CBR

 

01

novembro

2012

Febrasgo alerta que o PL 3661 representa riscos para a Ultrassonografia

A Comissão Nacional Especializada em Ultrassonografia em Ginecologia e Obstetrícia da Federação Brasileira das Associações de Ginecologia e Obstetrícia (Febrasgo) manifestou formalmente sua preocupação e repúdio ao Projeto de Lei nº 3661/2012, que atualmente tramita na Câmara Federal e quer retirar dos médicos radiologistas o direito de fazer exame de ultrassom, tornando o procedimento privativo dos técnicos, tecnólogos e bacharéis em Radiologia.

Elaborado pelo Conselho Nacional dos Técnicos em Radiologia (Conter), o projeto de autoria do senador Paulo Paim (PT/RS) originou-se do Projeto de Lei do Senado nº 26/2008, que teve como relatora a senadora Vanessa Grazziotin (PCdoB/AM).

A Febrasgo salientou que o exame ultrassonográfico difere muito de outros exames de Diagnóstico por Imagem, como tomografia computadorizada, ressonância magnética ou um simples raios X. Trata-se de um exame dinâmico, em que o médico modifica a forma e o ângulo de obtenção da imagem, realiza manobras complementares, testes que fogem ao protocolo pré-estabelecido e que são orientados pelos dados que vão sendo obtidos durante o procedimento.

A Febrasgo ainda esclareceu que o ultrassom não é utilizado apenas como ferramenta diagnóstica, mas também como instrumento para punção diagnóstica e terapêutica. A federação ainda acrescentou que a taxa de sucesso de procedimentos como este está diretamente relacionada com a curva de aprendizagem.

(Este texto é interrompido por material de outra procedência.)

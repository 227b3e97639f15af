//! Offline quotes from reserves supplied on the command line.

use alloy_primitives::{Address, U256};
use anyhow::Result;
use clap::Args;
use curve_sdk::{
    config::DEFAULT_SELL_SLIPPAGE_BPS, price_impact_bps, quote_buy, quote_sell_local,
    slippage_floor, BondingCurveState,
};

use super::common::{parse_positive_wei, parse_wei};

#[derive(Clone, Debug, Args)]
pub struct ReserveArgs {
    /// Virtual token reserves (wei).
    #[arg(long, value_name = "WEI")]
    pub virtual_token_reserves: String,
    /// Virtual ETH reserves (wei).
    #[arg(long, value_name = "WEI")]
    pub virtual_eth_reserves: String,
}

impl ReserveArgs {
    fn state(&self) -> Result<BondingCurveState> {
        Ok(BondingCurveState {
            token_mint: Address::repeat_byte(0x01),
            virtual_token_reserves: parse_wei(
                &self.virtual_token_reserves,
                "virtual_token_reserves",
            )?,
            virtual_eth_reserves: parse_wei(&self.virtual_eth_reserves, "virtual_eth_reserves")?,
            real_token_reserves: U256::ZERO,
            real_eth_reserves: U256::ZERO,
            token_total_supply: U256::ZERO,
            mcap_limit: U256::ZERO,
            complete: false,
        })
    }
}

#[derive(Clone, Debug, Args)]
pub struct QuoteBuyArgs {
    #[command(flatten)]
    pub reserves: ReserveArgs,
    /// ETH paid (wei).
    #[arg(long, value_name = "WEI")]
    pub eth_in: String,
}

#[derive(Clone, Debug, Args)]
pub struct QuoteSellArgs {
    #[command(flatten)]
    pub reserves: ReserveArgs,
    /// Tokens sold (wei).
    #[arg(long, value_name = "WEI")]
    pub token_in: String,
    /// Slippage used for the printed default floor.
    #[arg(long, default_value_t = DEFAULT_SELL_SLIPPAGE_BPS, value_name = "BPS")]
    pub slippage_bps: u16,
}

pub fn run_buy(args: QuoteBuyArgs) -> Result<()> {
    let state = args.reserves.state()?;
    let eth_in = parse_wei(&args.eth_in, "eth_in")?;
    let tokens_out = quote_buy(&state, eth_in)?;
    let after = state.after_buy(eth_in, tokens_out)?;
    println!("tokens_out={tokens_out}");
    println!("price_impact_bps={:.2}", price_impact_bps(&state, &after));
    Ok(())
}

pub fn run_sell(args: QuoteSellArgs) -> Result<()> {
    let state = args.reserves.state()?;
    let token_in = parse_positive_wei(&args.token_in, "token_in")?;
    let eth_out = quote_sell_local(&state, token_in)?;
    let after = state.after_sell(token_in, eth_out)?;
    println!("eth_out={eth_out}");
    println!("min_eth_out={}", slippage_floor(eth_out, args.slippage_bps));
    println!("price_impact_bps={:.2}", price_impact_bps(&state, &after));
    Ok(())
}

Pelo exposto fica evidente que este tipo de lei trará enorme prejuízo à população no que se refere à promoção da saúde. Em apoio à Radiologia brasileira, a Febrasgo se colocou frontalmente contrária e declarou esperar que a Câmara Federal rejeite o projeto, que atualmente aguarda parecer na Comissão de Seguridade Social e Família (CSSF).